When asked if there is a breakdown of how many Sumner County cases there are by city, Hendricks said that the federal Health Insurance Portability and Accountability Act (HIPPA) prevents him from sharing that information.

When asked how many of the confirmed Sumner County cases have been hospitalized, Hendricks said he didn’t have that number readily available.

Both the confirmed Long Hollow Baptist Church member as well as the First Baptist Church member were hospitalized, according to the churches and several social media posts.

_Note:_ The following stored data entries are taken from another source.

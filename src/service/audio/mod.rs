//! Audio capture.
//!
//! The device itself is an external collaborator behind [`GenericAudioSource`].
//! [`Recorder`] owns the capture session: at most one recording is active, and
//! the device is released on every exit path.

use std::{
    ops::Deref,
    sync::{
        Arc,
        atomic::{AtomicBool, Ordering},
    },
};

use async_trait::async_trait;
use tracing::{info, instrument, warn};

use crate::base::types::{AssistantError, Res, Void};

// Traits.

/// Generic audio source trait that devices must implement.
#[async_trait]
pub trait GenericAudioSource: Send + Sync + 'static {
    /// Acquire the microphone and begin capturing.
    ///
    /// Failing here means the device could not be acquired (e.g., permission denied).
    async fn start(&self) -> Void;

    /// Stop capturing and return the recorded audio.
    async fn stop(&self) -> Res<Vec<u8>>;

    /// Release the device; must be safe to call in any state.
    fn release(&self);
}

// Structs.

/// Audio source for the application.
///
/// This is trivially cloneable and can be passed around without the need for `Arc` or `Mutex`.
#[derive(Clone)]
pub struct AudioClient {
    inner: Arc<dyn GenericAudioSource>,
}

impl Deref for AudioClient {
    type Target = dyn GenericAudioSource;

    fn deref(&self) -> &Self::Target {
        &*self.inner
    }
}

impl AudioClient {
    pub fn new(inner: Arc<dyn GenericAudioSource>) -> Self {
        Self { inner }
    }

    /// A source for hosts without a capture device.
    pub fn unavailable() -> Self {
        Self::new(Arc::new(NoDevice))
    }
}

/// A single-session recorder over an audio source.
pub struct Recorder {
    source: AudioClient,
    active: AtomicBool,
}

impl Recorder {
    pub fn new(source: AudioClient) -> Self {
        Self {
            source,
            active: AtomicBool::new(false),
        }
    }

    pub fn is_recording(&self) -> bool {
        self.active.load(Ordering::SeqCst)
    }

    /// Begin a recording session.
    ///
    /// Rejected while another session is active. A device failure releases the
    /// device and is reported as a permission failure.
    #[instrument(name = "Recorder::start", skip_all)]
    pub async fn start(&self) -> Void {
        if self.active.swap(true, Ordering::SeqCst) {
            return Err(AssistantError::validation("A recording is already in progress."));
        }

        if let Err(err) = self.source.start().await {
            warn!("Could not start recording: {err:#}");

            self.source.release();
            self.active.store(false, Ordering::SeqCst);

            return Err(AssistantError::permission("Could not access microphone. Please grant permission."));
        }

        info!("Recording started.");

        Ok(())
    }

    /// End the active recording session and return its audio.
    #[instrument(name = "Recorder::stop", skip_all)]
    pub async fn stop(&self) -> Res<Vec<u8>> {
        if !self.is_recording() {
            return Err(AssistantError::validation("No recording is in progress."));
        }

        let result = self.source.stop().await;

        self.source.release();
        self.active.store(false, Ordering::SeqCst);

        match result {
            Ok(audio) => {
                info!("Recording stopped ({} bytes).", audio.len());
                Ok(audio)
            }
            Err(err) => {
                warn!("Could not stop recording: {err:#}");
                Err(AssistantError::transport("Failed to process voice recording."))
            }
        }
    }
}

impl Drop for Recorder {
    fn drop(&mut self) {
        if self.is_recording() {
            self.source.release();
        }
    }
}

// Specific implementations.

/// The audio source of a host with no microphone; every start is refused.
#[derive(Debug, Clone, Copy, Default)]
pub struct NoDevice;

#[async_trait]
impl GenericAudioSource for NoDevice {
    async fn start(&self) -> Void {
        Err(anyhow::anyhow!("no audio input device is available"))
    }

    async fn stop(&self) -> Res<Vec<u8>> {
        Ok(Vec::new())
    }

    fn release(&self) {}
}

// Tests.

The Gallatin News contacted both Tristar Medical Center in Hendersonville and Sumner Regional Medical Center in Gallatin and asked how many patients who have been treated for COVID-19 have required hospitalization, how many are currently being treated, and how many have been transferred to other facilities due to severity of symptoms.

“TriStar Hendersonville Medical Center has protocols in place to care for patients with infectious diseases, and we have been working diligently to ensure we are prepared for issues related to COVID-19,” said Marketing and Communications Specialist Rachel Lassiter.

“TriStar Hendersonville is treating three patients who have tested positive for COVID-19, and currently has 12 patients pending test results.”

“Sumner Regional Medical Center is committed to protecting the health and safety of everyone who walks through our doors,” responded Kyle Brogdon, Director of Marketing and Communications for HighPoint Health System/Sumner Regional Medical Center, in an email. “We can confirm that we have identified and are treating patients who have tested positive for the novel coronavirus (COVID-19).”

When asked for specific numbers, Brogdon said that the state asked the hospital to defer to the health department for official communications.

Hendricks said for now his office is focused on preventing the spread of the disease.

Those who think they have been exposed to COVID-19 and develop a fever and symptoms such as a cough or difficulty breathing are urged to call their healthcare provider, a local hospital or the local health department to schedule a test.

On Tuesday, Sumner County added information about COVID-19 to its website at

“At this point we just want everybody to stay home,” Hendricks added.